*Exercise instructions*. Please reproduce, exactly and with nothing added, the line containing "invalid(type_filter: TypeFilter, page: u32, per_page: usize)" and every line after it to the end of the records.

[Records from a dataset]

-----

//! Core search types for the query engine
//!
//! This module defines the request/response surface of the engine:
//! - SearchOptions: everything a caller can ask for besides the term
//! - TypeFilter / SearchContext / Locale: request scoping
//! - RankedCandidate: one scored hit
//! - ResultSet: the full response, including pagination flags
//! - SearchStats: execution statistics for debugging/monitoring

use crate::contract::{EntityKind, EntityRef};
use crate::entities::Archetype;
use crate::identity::Identity;
use crate::types::{CategoryId, TopicId, UserId};
use serde::{Deserialize, Serialize};
use std::collections::BTreeMap;

// ============================================================================
// TypeFilter
// ============================================================================

/// Which result types a search returns
#[derive(Debug, Clone, Copy, PartialEq, Eq, Hash, Default, Serialize, Deserialize)]
#[serde(rename_all = "snake_case")]
pub enum TypeFilter {
    /// Header search: capped facets of every type
    #[default]
    All,
    /// Full-page topic search, one post per topic
    Topic,
    /// Full-page private message search
    PrivateMessages,
    /// Users only
    User,
    /// Categories only
    Category,
    /// Tags only
    Tag,
    /// Groups only
    Group,
}

impl TypeFilter {
    /// Parse a type filter name
    pub fn from_name(name: &str) -> Option<Self> {
        match name {
            "all" => Some(TypeFilter::All),
            "topic" => Some(TypeFilter::Topic),
            "private_messages" => Some(TypeFilter::PrivateMessages),
            "user" => Some(TypeFilter::User),
            "category" => Some(TypeFilter::Category),
            "tag" => Some(TypeFilter::Tag),
            "group" => Some(TypeFilter::Group),
            _ => None,
        }
    }

    /// Entity kinds searched for this filter
    pub fn kinds(&self) -> &'static [EntityKind] {
        match self {
            TypeFilter::All => &[
                EntityKind::Post,
                EntityKind::User,
                EntityKind::Category,
                EntityKind::Tag,
                EntityKind::Group,
            ],
            TypeFilter::Topic | TypeFilter::PrivateMessages => &[EntityKind::Post],
            TypeFilter::User => &[EntityKind::User],
            TypeFilter::Category => &[EntityKind::Category],
            TypeFilter::Tag => &[EntityKind::Tag],
            TypeFilter::Group => &[EntityKind::Group],
        }
    }

    /// The kind whose row count drives `more_full_page_results`
    pub fn dominant_kind(&self) -> EntityKind {
        match self {
            TypeFilter::User => EntityKind::User,
            TypeFilter::Category => EntityKind::Category,
            TypeFilter::Tag => EntityKind::Tag,
            TypeFilter::Group => EntityKind::Group,
            _ => EntityKind::Post,
        }
    }

    /// Header search returns small capped facets instead of pages
    pub fn is_header(&self) -> bool {
        matches!(self, TypeFilter::All)
    }
}

// ============================================================================
// SearchContext
// ============================================================================

/// Confines a search to one container
#[derive(Debug, Clone, PartialEq, Eq, Hash, Serialize, Deserialize)]
#[serde(rename_all = "snake_case", tag = "type", content = "value")]
pub enum SearchContext {
    /// Posts inside one topic
    Topic(TopicId),
    /// Posts inside one category (and its sub-categories)
    Category(CategoryId),
    /// Posts in topics carrying one tag
    Tag(String),
    /// Posts written by one user
    UserProfile(UserId),
}

// ============================================================================
// Locale
// ============================================================================

/// Query locale; decides the default tokenization strategy
#[derive(Debug, Clone, Copy, PartialEq, Eq, Hash, Default, Serialize, Deserialize)]
#[serde(rename_all = "snake_case")]
pub enum Locale {
    /// English and other space-delimited scripts
    #[default]
    English,
    /// Chinese
    Chinese,
    /// Japanese
    Japanese,
    /// Korean
    Korean,
    /// Any other space-delimited locale
    Other,
}

impl Locale {
    /// Parse a BCP-47-ish language tag ("zh_CN", "ja", "en-US")
    pub fn from_tag(tag: &str) -> Self {
        let lang = tag
            .split(|c| c == '_' || c == '-')
            .next()
            .unwrap_or("")
            .to_ascii_lowercase();
        match lang.as_str() {
            "en" => Locale::English,
            "zh" => Locale::Chinese,
            "ja" => Locale::Japanese,
            "ko" => Locale::Korean,
            _ => Locale::Other,
        }
    }

    /// Whether this locale writes without spaces between words
    pub fn is_cjk(&self) -> bool {
        matches!(self, Locale::Chinese | Locale::Japanese | Locale::Korean)
    }
}

// ============================================================================
// SearchOptions
// ============================================================================

/// Everything a caller controls besides the term
///
/// # Examples
///
/// ```
/// use agora_core::{Identity, SearchOptions, TypeFilter, UserId};
///
/// let opts = SearchOptions::new()
///     .with_identity(Identity::User(UserId(7)))
///     .with_type_filter(TypeFilter::Topic)
///     .with_page(2);
///
/// assert_eq!(opts.page, 2);
/// assert_eq!(opts.type_filter, TypeFilter::Topic);
/// ```
#[derive(Debug, Clone, PartialEq, Serialize, Deserialize)]
pub struct SearchOptions {
    /// Requesting identity
    pub identity: Identity,
    /// Result types to return
    pub type_filter: TypeFilter,
    /// Optional container restriction
    pub search_context: Option<SearchContext>,
    /// Attach excerpts to post hits
    pub include_blurbs: bool,
    /// 1-based page (values below 1 are treated as 1)
    pub page: u32,
    /// Override of the configured minimum term length
    pub min_search_term_length: Option<usize>,
    /// Treat an all-digit term as a direct id lookup
    pub search_for_id: bool,
    /// Only return posts from topics of this archetype
    pub restrict_to_archetype: Option<Archetype>,
    /// Bypass the anonymous result cache
    pub skip_cache: bool,
    /// Query locale
    pub locale: Locale,
    /// Override of CJK segmentation (defaults to the locale's behaviour)
    pub cjk_segmentation: Option<bool>,
}

impl Default for SearchOptions {
    fn default() -> Self {
        SearchOptions {
            identity: Identity::Anonymous,
            type_filter: TypeFilter::All,
            search_context: None,
            include_blurbs: false,
            page: 1,
            min_search_term_length: None,
            search_for_id: false,
            restrict_to_archetype: None,
            skip_cache: false,
            locale: Locale::English,
            cjk_segmentation: None,
        }
    }
}

impl SearchOptions {
    /// Create options with defaults (anonymous header search, page 1)
    pub fn new() -> Self {
        Self::default()
    }

    /// Builder: set identity
    pub fn with_identity(mut self, identity: impl Into<Identity>) -> Self {
        self.identity = identity.into();
        self
    }

    /// Builder: set type filter
    pub fn with_type_filter(mut self, type_filter: TypeFilter) -> Self {
        self.type_filter = type_filter;
        self
    }

    /// Builder: set search context
    pub fn with_context(mut self, context: SearchContext) -> Self {
        self.search_context = Some(context);
        self
    }

    /// Builder: request blurbs
    pub fn with_blurbs(mut self) -> Self {
        self.include_blurbs = true;
        self
    }

    /// Builder: set page
    pub fn with_page(mut self, page: u32) -> Self {
        self.page = page;
        self
    }

    /// Builder: override minimum term length
    pub fn with_min_search_term_length(mut self, len: usize) -> Self {
        self.min_search_term_length = Some(len);
        self
    }

    /// Builder: enable id lookup for numeric terms
    pub fn with_search_for_id(mut self) -> Self {
        self.search_for_id = true;
        self
    }

    /// Builder: restrict post results to one archetype
    pub fn with_archetype(mut self, archetype: Archetype) -> Self {
        self.restrict_to_archetype = Some(archetype);
        self
    }

    /// Builder: bypass the result cache
    pub fn with_skip_cache(mut self) -> Self {
        self.skip_cache = true;
        self
    }

    /// Builder: set locale
    pub fn with_locale(mut self, locale: Locale) -> Self {
        self.locale = locale;
        self
    }

    /// Page number clamped to at least 1
    pub fn effective_page(&self) -> u32 {
        self.page.max(1)
    }
}

// ============================================================================
// RankedCandidate
// ============================================================================

/// One scored result
///
/// `final_score = text_score * structural_weight`. When an explicit order is
/// requested the list is sorted on that field instead and `final_score` only
/// breaks ties.
#[derive(Debug, Clone, PartialEq, Serialize, Deserialize)]
pub struct RankedCandidate {
    /// Back-pointer to the entity
    pub entity_ref: EntityRef,
    /// Field-weighted score from the index
    pub text_score: f32,
    /// Multiplier from priority tier, status and pin state
    pub structural_weight: f32,
    /// Combined score
    pub final_score: f32,
    /// Topic of a post hit
    pub topic_id: Option<TopicId>,
    /// Post number of a post hit
    pub post_number: Option<u32>,
    /// Excerpt, when blurbs were requested
    pub blurb: Option<String>,
}

impl RankedCandidate {
    /// Create a candidate and compute its final score
    pub fn new(entity_ref: EntityRef, text_score: f32, structural_weight: f32) -> Self {
        RankedCandidate {
            entity_ref,
            text_score,
            structural_weight,
            final_score: text_score * structural_weight,
            topic_id: None,
            post_number: None,
            blurb: None,
        }
    }

    /// Builder: attach topic position for post hits
    pub fn with_position(mut self, topic_id: TopicId, post_number: u32) -> Self {
        self.topic_id = Some(topic_id);
        self.post_number = Some(post_number);
        self
    }
}

// ============================================================================
// SearchStats
// ============================================================================

/// Execution statistics for a search
#[derive(Debug, Clone, Default, PartialEq, Serialize, Deserialize)]
pub struct SearchStats {
    /// Time spent in search (microseconds)
    pub elapsed_micros: u64,
    /// Total candidates considered
    pub candidates_considered: usize,
    /// Candidates per kind
    pub candidates_by_kind: BTreeMap<EntityKind, usize>,
    /// Served from the result cache
    pub cached: bool,
}

impl SearchStats {
    /// Create new SearchStats
    pub fn new(elapsed_micros: u64, candidates: usize) -> Self {
        SearchStats {
            elapsed_micros,
            candidates_considered: candidates,
            candidates_by_kind: BTreeMap::new(),
            cached: false,
        }
    }

    /// Add candidates count for a kind
    pub fn add_kind_candidates(&mut self, kind: EntityKind, count: usize) {
        *self.candidates_by_kind.entry(kind).or_insert(0) += count;
        self.candidates_considered += count;
    }
}

// ============================================================================
// ResultSet
// ============================================================================

/// Search results
///
/// Built fresh per execution. Only the paginator truncates the lists.
#[derive(Debug, Clone, PartialEq, Serialize, Deserialize)]
pub struct ResultSet {
    /// The free-text term actually searched (empty when invalid)
    pub term: String,
    /// The query failed validation; nothing was searched
    pub invalid: bool,
    /// Type filter the results were produced for
    pub type_filter: TypeFilter,
    /// Post hits, ranked
    pub posts: Vec<RankedCandidate>,
    /// User hits
    pub users: Vec<RankedCandidate>,
    /// Category hits
    pub categories: Vec<RankedCandidate>,
    /// Tag hits
    pub tags: Vec<RankedCandidate>,
    /// Group hits
    pub groups: Vec<RankedCandidate>,
    /// 1-based page
    pub page: u32,
    /// Rows per page of the dominant type
    pub per_page: usize,
    /// Another full page exists after this one
    pub more_full_page_results: bool,
    /// Header facet overflow flags
    pub more_posts: bool,
    /// Header facet overflow flags
    pub more_users: bool,
    /// Header facet overflow flags
    pub more_categories: bool,
    /// Header facet overflow flags
    pub more_tags: bool,
    /// Header facet overflow flags
    pub more_groups: bool,
    /// Execution statistics
    pub stats: SearchStats,
}

impl ResultSet {
    /// Create an empty result set for a term
    pub fn empty(term: impl Into<String>, type_filter: TypeFilter, page: u32, per_page: usize) -> Self {
        ResultSet {
            term: term.into(),
            invalid: false,
            type_filter,
            posts: vec![],
            users: vec![],
            categories: vec![],
            tags: vec![],
            groups: vec![],
            page,
            per_page,
            more_full_page_results: false,
            more_posts: false,
            more_users: false,
            more_categories: false,
            more_tags: false,
            more_groups: false,
            stats: SearchStats::default(),
        }
    }

    /// Create the designed "invalid query" outcome: empty term, no hits
    pub fn invalid(type_filter: TypeFilter, page: u32, per_page: usize) -> Self {
        let mut rs = Self::empty("", type_filter, page, per_page);
        rs.invalid = true;
        rs
    }

    /// Hits for one entity kind
    pub fn hits(&self, kind: EntityKind) -> &[RankedCandidate] {
        match kind {
            EntityKind::Post | EntityKind::Topic => &self.posts,
            EntityKind::User => &self.users,
            EntityKind::Category => &self.categories,
            EntityKind::Tag => &self.tags,
            EntityKind::Group => &self.groups,
        }
    }

    /// Mutable hits for one entity kind
    pub fn hits_mut(&mut self, kind: EntityKind) -> &mut Vec<RankedCandidate> {
        match kind {
            EntityKind::Post | EntityKind::Topic => &mut self.posts,
            EntityKind::User => &mut self.users,
            EntityKind::Category => &mut self.categories,
            EntityKind::Tag => &mut self.tags,
            EntityKind::Group => &mut self.groups,
        }
    }

    /// Set the header overflow flag of one kind
    pub fn set_more(&mut self, kind: EntityKind, more: bool) {
        match kind {
            EntityKind::Post | EntityKind::Topic => self.more_posts = more,
            EntityKind::User => self.more_users = more,
            EntityKind::Category => self.more_categories = more,
            EntityKind::Tag => self.more_tags = more,
            EntityKind::Group => self.more_groups = more,
        }
    }

    /// Check if every list is empty
    pub fn is_empty(&self) -> bool {
        self.posts.is_empty()
            && self.users.is_empty()
            && self.categories.is_empty()
            && self.tags.is_empty()
            && self.groups.is_empty()
    }

    /// Entity refs of the post hits, in rank order
    pub fn post_refs(&self) -> Vec<EntityRef> {
        self.posts.iter().map(|c| c.entity_ref).collect()
    }
}

// ============================================================================
// Tests
// ============================================================================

-----

*Exercise solution*.
    pub fn invalid(type_filter: TypeFilter, page: u32, per_page: usize) -> Self {
        let mut rs = Self::empty("", type_filter, page, per_page);
        rs.invalid = true;
        rs
    }

    /// Hits for one entity kind
    pub fn hits(&self, kind: EntityKind) -> &[RankedCandidate] {
        match kind {
            EntityKind::Post | EntityKind::Topic => &self.posts,
            EntityKind::User => &self.users,
            EntityKind::Category => &self.categories,
            EntityKind::Tag => &self.tags,
            EntityKind::Group => &self.groups,
        }
    }

    /// Mutable hits for one entity kind
    pub fn hits_mut(&mut self, kind: EntityKind) -> &mut Vec<RankedCandidate> {
        match kind {
            EntityKind::Post | EntityKind::Topic => &mut self.posts,
            EntityKind::User => &mut self.users,
            EntityKind::Category => &mut self.categories,
            EntityKind::Tag => &mut self.tags,
            EntityKind::Group => &mut self.groups,
        }
    }

    /// Set the header overflow flag of one kind
    pub fn set_more(&mut self, kind: EntityKind, more: bool) {
        match kind {
            EntityKind::Post | EntityKind::Topic => self.more_posts = more,
            EntityKind::User => self.more_users = more,
            EntityKind::Category => self.more_categories = more,
            EntityKind::Tag => self.more_tags = more,
            EntityKind::Group => self.more_groups = more,
        }
    }

    /// Check if every list is empty
    pub fn is_empty(&self) -> bool {
        self.posts.is_empty()
            && self.users.is_empty()
            && self.categories.is_empty()
            && self.tags.is_empty()
            && self.groups.is_empty()
    }

    /// Entity refs of the post hits, in rank order
    pub fn post_refs(&self) -> Vec<EntityRef> {
        self.posts.iter().map(|c| c.entity_ref).collect()
    }
}

// ============================================================================
// Tests
// ============================================================================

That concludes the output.